----- Available data
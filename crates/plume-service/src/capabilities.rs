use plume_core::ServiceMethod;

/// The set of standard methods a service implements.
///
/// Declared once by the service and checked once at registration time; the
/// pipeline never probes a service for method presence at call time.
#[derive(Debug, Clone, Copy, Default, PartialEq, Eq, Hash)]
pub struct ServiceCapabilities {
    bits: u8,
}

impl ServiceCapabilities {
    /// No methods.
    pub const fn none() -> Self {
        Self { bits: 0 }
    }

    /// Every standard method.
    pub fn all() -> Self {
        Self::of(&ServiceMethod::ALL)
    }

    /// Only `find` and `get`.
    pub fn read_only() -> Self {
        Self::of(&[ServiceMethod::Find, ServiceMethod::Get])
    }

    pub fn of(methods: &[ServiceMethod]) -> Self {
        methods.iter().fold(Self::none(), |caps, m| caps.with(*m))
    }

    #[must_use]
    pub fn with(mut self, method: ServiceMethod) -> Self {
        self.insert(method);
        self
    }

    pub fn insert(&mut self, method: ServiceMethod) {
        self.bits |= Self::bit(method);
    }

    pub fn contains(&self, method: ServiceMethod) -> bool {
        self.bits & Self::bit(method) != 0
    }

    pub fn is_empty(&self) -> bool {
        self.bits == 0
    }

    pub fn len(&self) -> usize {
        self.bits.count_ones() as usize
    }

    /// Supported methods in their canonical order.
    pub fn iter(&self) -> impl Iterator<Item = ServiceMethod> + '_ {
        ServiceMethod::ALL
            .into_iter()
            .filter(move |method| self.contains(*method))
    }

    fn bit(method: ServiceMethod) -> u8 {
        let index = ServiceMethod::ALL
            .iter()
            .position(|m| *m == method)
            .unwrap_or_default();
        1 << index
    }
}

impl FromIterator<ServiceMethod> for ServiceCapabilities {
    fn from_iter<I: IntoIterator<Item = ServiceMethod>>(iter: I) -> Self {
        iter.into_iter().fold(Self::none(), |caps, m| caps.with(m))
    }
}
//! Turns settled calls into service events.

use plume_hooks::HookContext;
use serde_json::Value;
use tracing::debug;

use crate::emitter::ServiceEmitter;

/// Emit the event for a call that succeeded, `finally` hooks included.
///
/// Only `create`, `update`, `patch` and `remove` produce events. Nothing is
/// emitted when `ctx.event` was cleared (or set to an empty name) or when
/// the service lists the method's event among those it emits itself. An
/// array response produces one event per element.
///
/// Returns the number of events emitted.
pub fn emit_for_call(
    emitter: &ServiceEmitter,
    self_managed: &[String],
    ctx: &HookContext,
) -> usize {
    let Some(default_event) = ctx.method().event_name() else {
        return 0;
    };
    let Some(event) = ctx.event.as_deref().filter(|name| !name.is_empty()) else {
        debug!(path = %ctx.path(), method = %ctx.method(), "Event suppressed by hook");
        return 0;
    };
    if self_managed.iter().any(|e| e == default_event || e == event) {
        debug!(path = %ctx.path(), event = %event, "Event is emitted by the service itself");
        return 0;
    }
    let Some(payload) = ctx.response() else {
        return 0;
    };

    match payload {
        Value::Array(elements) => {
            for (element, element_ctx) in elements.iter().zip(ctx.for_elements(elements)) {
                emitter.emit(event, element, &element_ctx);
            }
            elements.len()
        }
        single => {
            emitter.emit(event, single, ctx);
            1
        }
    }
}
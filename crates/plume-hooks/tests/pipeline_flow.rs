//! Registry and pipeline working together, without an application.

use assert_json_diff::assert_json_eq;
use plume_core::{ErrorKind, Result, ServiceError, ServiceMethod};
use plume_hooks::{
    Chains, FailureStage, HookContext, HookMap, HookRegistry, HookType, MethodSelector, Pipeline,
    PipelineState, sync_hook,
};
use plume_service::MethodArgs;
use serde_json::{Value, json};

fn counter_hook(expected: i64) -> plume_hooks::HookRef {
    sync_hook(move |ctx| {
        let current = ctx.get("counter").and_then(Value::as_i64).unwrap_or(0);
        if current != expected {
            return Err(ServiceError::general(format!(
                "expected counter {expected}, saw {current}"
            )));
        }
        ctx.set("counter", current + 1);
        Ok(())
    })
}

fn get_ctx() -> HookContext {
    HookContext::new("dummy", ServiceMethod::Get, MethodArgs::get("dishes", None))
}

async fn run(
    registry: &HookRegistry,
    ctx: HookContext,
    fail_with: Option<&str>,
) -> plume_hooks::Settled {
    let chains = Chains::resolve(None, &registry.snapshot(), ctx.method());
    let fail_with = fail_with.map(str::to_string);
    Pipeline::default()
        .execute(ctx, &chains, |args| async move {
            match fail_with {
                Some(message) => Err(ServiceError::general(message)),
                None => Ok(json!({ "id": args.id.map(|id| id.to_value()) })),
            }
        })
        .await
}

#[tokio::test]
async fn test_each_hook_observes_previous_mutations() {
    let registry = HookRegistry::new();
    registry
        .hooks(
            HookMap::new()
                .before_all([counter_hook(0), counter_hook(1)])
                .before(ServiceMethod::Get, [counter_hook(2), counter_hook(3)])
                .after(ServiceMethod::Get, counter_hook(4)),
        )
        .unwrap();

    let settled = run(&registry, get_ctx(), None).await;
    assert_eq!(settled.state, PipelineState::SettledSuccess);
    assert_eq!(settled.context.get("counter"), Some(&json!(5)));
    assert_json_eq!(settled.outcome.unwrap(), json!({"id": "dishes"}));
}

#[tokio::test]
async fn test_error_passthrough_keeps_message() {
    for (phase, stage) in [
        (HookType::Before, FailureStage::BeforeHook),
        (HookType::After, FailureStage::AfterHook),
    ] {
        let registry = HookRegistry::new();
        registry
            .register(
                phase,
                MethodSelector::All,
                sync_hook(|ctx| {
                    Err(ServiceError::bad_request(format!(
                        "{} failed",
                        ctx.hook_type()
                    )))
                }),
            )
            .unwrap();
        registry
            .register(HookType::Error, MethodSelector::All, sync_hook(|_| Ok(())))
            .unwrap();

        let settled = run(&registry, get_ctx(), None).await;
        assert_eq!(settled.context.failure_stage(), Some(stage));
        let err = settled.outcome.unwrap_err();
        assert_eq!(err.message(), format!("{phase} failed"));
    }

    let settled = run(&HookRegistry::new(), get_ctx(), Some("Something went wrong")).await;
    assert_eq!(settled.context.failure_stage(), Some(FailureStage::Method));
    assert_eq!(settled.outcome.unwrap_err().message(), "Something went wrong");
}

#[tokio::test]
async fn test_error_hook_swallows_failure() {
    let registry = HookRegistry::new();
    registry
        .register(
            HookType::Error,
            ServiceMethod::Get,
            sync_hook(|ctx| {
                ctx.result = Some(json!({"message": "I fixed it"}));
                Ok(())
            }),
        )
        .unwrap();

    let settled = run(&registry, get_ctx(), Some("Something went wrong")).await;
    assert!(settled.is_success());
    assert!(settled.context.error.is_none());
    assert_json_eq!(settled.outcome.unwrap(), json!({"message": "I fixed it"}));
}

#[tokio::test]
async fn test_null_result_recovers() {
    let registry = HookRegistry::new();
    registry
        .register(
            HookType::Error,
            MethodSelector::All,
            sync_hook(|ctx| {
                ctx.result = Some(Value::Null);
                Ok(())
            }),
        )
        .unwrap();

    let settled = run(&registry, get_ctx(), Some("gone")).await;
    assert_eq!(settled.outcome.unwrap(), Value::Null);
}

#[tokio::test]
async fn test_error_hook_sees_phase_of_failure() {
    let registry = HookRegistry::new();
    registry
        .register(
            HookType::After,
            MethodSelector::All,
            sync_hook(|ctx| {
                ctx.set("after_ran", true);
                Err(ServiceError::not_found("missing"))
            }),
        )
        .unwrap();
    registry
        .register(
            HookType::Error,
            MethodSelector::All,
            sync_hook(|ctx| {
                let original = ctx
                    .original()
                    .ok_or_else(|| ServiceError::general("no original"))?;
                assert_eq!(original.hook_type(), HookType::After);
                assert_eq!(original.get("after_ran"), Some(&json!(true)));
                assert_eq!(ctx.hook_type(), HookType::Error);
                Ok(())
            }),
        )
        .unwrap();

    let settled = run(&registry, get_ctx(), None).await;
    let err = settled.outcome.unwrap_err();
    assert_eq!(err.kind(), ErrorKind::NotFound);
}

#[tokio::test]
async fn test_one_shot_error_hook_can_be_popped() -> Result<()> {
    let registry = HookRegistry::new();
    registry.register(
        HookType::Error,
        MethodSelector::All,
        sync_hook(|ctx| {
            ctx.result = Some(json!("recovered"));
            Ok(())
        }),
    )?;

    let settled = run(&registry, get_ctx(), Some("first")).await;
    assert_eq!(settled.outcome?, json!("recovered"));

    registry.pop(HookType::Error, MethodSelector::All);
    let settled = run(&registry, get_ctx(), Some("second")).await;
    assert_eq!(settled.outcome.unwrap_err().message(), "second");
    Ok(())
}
----------
----- Available data
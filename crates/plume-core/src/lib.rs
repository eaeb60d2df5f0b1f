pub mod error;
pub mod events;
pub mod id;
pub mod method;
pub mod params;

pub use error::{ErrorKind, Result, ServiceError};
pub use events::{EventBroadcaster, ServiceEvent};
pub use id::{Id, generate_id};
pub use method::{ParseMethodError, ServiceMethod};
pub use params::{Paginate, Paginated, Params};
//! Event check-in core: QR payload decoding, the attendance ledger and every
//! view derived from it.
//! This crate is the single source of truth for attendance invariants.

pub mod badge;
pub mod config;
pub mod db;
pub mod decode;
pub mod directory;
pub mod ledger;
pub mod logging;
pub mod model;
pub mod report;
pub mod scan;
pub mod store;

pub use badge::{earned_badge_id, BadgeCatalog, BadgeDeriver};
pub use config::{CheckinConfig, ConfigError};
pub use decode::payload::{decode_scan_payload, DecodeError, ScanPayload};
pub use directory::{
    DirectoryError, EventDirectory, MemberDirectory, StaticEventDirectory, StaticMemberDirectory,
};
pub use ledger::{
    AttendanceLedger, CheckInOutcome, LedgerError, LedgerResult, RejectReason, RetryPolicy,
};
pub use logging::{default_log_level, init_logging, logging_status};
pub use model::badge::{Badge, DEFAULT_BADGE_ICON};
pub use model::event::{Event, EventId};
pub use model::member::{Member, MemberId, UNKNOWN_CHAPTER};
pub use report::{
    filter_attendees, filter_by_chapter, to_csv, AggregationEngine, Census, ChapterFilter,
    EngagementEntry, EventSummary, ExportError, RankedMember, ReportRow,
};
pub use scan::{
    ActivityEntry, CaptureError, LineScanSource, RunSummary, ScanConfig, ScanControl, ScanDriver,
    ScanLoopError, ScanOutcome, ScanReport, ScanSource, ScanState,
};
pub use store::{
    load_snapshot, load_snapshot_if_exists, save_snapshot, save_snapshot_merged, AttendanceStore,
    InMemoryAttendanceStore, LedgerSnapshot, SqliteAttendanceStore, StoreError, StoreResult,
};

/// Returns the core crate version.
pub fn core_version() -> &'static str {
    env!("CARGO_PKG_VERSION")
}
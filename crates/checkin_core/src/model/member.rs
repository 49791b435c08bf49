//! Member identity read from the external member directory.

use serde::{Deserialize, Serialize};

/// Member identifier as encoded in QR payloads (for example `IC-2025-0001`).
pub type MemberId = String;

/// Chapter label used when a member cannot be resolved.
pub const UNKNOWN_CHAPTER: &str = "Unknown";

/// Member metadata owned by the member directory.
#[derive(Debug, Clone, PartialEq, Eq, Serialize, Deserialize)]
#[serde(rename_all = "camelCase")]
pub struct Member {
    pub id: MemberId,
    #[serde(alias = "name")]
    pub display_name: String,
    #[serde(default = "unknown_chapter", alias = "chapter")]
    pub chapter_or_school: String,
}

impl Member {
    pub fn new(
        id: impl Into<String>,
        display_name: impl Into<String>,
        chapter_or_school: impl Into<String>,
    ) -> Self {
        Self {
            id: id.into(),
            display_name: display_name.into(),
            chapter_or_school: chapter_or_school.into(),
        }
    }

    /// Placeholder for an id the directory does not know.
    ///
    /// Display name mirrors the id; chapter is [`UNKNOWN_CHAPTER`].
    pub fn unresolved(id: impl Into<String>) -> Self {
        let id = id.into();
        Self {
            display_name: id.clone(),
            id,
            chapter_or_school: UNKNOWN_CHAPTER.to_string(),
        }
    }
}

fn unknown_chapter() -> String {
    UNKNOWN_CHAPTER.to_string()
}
----------
----- Available data
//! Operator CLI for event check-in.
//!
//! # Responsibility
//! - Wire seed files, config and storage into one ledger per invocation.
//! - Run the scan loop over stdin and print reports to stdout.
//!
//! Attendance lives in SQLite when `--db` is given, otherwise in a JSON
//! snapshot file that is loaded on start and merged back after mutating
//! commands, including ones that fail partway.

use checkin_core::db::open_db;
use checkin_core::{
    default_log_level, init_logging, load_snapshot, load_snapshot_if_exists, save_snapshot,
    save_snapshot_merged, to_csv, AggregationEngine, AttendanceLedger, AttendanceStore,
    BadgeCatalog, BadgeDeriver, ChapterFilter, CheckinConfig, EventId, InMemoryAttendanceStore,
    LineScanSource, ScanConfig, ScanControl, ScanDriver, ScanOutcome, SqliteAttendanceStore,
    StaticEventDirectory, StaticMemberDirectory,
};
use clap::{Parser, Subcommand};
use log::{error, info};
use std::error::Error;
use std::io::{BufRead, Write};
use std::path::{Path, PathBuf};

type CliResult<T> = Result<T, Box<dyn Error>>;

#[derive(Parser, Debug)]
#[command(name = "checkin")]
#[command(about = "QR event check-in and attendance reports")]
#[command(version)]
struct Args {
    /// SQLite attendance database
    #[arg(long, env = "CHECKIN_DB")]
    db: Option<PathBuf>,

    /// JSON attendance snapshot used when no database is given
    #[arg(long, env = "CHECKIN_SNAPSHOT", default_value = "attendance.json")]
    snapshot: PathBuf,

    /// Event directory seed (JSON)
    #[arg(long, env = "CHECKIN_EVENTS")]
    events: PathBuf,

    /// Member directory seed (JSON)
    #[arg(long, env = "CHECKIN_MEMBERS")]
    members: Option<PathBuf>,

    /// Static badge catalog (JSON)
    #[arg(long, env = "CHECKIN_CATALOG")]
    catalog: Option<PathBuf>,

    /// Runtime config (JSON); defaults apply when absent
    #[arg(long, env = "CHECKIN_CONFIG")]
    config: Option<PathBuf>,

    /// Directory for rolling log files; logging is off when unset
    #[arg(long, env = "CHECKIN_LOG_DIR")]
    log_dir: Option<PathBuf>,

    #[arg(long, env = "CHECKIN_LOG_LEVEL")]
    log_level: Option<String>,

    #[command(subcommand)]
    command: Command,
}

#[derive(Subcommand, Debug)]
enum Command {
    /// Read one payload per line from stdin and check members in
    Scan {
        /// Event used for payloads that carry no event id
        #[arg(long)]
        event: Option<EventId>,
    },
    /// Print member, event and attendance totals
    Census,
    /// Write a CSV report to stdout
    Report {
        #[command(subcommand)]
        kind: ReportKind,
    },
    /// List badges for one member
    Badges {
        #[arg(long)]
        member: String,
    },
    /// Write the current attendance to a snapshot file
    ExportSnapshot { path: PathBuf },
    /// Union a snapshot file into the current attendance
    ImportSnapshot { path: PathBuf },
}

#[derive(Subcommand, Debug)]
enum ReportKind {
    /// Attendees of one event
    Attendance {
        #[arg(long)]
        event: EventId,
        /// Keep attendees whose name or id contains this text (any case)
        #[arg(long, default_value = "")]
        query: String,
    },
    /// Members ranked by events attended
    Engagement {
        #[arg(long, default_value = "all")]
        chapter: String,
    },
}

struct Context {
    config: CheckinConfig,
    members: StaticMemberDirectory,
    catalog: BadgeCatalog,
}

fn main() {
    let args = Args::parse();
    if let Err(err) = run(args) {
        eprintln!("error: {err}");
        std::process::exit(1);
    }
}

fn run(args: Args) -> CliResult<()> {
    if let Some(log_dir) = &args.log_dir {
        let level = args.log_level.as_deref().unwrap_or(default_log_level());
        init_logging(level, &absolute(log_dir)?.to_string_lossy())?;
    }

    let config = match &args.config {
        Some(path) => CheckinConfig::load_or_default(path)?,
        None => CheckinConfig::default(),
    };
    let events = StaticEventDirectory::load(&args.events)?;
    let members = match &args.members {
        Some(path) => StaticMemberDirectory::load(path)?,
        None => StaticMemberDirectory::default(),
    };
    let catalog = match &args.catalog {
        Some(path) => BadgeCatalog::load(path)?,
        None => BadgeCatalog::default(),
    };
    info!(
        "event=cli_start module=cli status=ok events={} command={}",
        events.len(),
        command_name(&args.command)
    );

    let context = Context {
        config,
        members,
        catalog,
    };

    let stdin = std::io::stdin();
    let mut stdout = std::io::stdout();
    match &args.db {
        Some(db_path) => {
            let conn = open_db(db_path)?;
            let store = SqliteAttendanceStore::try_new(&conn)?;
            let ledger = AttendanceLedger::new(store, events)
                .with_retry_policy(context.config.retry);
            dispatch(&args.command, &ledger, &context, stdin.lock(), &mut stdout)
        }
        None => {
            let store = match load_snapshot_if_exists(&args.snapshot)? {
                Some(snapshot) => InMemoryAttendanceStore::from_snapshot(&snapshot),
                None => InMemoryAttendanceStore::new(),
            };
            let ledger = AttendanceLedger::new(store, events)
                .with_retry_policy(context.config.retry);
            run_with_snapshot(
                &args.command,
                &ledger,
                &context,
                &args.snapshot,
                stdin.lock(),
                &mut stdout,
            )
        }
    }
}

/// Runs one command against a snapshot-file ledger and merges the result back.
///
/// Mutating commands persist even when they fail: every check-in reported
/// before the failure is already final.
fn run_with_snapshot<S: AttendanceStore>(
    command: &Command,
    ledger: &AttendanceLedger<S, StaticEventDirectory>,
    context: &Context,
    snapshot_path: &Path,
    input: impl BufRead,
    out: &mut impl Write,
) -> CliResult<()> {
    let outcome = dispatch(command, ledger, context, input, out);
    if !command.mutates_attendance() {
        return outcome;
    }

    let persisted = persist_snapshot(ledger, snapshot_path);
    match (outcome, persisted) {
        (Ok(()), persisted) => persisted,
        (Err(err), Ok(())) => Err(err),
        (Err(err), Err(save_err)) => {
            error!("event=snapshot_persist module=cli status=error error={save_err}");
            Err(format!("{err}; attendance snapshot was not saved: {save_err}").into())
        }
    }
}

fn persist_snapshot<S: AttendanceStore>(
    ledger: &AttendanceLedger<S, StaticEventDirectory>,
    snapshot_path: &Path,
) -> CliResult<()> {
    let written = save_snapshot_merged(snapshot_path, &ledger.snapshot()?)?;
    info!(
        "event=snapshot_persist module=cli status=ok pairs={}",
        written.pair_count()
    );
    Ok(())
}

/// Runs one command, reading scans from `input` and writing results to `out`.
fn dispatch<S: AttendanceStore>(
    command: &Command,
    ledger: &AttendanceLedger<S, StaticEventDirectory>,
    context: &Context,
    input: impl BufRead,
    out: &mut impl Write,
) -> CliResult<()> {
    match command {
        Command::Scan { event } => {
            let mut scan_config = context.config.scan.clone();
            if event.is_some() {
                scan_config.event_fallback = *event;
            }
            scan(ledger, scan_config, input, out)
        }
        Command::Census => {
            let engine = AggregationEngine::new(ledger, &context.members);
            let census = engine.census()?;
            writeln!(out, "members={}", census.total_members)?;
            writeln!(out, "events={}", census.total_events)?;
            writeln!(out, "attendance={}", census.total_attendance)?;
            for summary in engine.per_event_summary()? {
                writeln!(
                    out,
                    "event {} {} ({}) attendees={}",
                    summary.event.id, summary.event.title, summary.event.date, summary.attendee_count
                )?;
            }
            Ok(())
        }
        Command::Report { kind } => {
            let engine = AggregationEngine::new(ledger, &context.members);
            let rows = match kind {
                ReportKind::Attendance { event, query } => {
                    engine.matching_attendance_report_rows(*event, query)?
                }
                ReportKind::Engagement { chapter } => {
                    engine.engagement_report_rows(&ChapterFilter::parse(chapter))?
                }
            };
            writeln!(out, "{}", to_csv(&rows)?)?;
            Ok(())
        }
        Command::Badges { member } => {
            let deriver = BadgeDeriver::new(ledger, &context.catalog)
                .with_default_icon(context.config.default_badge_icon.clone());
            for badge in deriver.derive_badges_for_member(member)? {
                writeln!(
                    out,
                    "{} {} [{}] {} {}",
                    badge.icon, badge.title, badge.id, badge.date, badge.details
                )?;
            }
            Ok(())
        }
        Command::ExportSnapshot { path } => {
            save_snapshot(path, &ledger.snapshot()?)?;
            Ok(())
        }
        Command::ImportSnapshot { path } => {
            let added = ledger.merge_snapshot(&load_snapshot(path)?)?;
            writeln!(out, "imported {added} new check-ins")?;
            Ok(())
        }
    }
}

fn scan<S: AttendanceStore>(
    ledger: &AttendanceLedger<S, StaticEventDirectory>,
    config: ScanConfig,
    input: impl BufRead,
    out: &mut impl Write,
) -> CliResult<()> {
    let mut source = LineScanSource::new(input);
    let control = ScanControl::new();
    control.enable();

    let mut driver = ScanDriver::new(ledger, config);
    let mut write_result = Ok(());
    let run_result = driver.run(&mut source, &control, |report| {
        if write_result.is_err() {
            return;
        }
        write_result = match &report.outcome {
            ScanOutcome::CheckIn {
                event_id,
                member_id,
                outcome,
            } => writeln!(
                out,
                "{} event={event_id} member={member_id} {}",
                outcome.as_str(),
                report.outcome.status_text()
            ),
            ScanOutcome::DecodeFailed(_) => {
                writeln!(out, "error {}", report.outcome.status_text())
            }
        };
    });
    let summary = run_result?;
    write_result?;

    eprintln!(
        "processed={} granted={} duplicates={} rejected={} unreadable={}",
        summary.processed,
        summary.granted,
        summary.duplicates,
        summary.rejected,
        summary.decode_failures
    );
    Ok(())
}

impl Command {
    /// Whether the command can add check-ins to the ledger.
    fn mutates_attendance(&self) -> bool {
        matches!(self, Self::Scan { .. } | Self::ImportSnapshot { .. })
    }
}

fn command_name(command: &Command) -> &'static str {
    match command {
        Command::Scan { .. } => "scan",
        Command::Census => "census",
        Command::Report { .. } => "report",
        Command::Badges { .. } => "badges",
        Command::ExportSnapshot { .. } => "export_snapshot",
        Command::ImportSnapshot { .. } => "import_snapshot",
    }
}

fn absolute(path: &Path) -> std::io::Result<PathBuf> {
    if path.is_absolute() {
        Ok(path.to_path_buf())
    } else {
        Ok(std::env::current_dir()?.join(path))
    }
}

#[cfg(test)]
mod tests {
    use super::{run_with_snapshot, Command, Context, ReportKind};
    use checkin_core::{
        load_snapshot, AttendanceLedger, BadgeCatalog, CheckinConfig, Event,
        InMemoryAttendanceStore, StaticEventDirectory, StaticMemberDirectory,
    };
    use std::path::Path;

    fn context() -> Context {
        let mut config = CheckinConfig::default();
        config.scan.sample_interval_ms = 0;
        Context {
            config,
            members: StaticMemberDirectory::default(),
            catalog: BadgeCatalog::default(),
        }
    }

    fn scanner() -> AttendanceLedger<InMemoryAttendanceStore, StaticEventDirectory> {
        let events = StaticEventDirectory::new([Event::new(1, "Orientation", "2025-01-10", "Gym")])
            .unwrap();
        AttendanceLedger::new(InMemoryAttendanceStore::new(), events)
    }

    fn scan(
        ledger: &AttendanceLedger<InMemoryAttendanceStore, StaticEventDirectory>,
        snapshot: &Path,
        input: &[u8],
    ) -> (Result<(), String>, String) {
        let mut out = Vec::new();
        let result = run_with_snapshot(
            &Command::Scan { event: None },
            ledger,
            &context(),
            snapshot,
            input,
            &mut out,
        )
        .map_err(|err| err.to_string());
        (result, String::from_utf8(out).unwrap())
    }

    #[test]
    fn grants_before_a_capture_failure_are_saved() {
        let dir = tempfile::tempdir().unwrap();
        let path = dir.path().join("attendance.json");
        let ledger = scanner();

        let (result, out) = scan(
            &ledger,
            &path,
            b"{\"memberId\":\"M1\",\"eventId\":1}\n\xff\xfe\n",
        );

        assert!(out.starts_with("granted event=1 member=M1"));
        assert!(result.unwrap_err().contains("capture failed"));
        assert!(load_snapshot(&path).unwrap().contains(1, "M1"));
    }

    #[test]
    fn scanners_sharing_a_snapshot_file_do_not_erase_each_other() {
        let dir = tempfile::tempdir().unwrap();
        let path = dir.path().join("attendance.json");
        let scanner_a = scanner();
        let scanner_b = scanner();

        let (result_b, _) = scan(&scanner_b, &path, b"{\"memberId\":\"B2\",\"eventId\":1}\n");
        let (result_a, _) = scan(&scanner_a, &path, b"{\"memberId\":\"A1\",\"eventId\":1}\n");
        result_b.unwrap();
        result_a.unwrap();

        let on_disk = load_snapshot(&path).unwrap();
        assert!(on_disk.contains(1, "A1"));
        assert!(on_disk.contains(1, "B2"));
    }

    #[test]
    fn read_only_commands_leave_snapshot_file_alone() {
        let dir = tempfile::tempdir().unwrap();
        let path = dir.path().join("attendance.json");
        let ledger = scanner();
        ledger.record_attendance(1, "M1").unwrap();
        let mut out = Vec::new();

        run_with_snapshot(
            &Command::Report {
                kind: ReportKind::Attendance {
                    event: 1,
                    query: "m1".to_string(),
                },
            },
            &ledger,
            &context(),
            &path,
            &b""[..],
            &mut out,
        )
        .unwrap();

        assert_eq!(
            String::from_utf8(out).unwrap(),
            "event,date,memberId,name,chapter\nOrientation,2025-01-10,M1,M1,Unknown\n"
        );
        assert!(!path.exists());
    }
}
----------
§ What you have to do
Could you reproduce, exactly, every line above from the line with "filename crates/plume-service/src/capabilities.rs" to the line with "pub fn read_only()", and no other line? Both ends count.

§ Answer to this exercise
filename crates/plume-service/src/capabilities.rs
use plume_core::ServiceMethod;

/// The set of standard methods a service implements.
///
/// Declared once by the service and checked once at registration time; the
/// pipeline never probes a service for method presence at call time.
#[derive(Debug, Clone, Copy, Default, PartialEq, Eq, Hash)]
pub struct ServiceCapabilities {
    bits: u8,
}

impl ServiceCapabilities {
    /// No methods.
    pub const fn none() -> Self {
        Self { bits: 0 }
    }

    /// Every standard method.
    pub fn all() -> Self {
        Self::of(&ServiceMethod::ALL)
    }

    /// Only `find` and `get`.
    pub fn read_only() -> Self {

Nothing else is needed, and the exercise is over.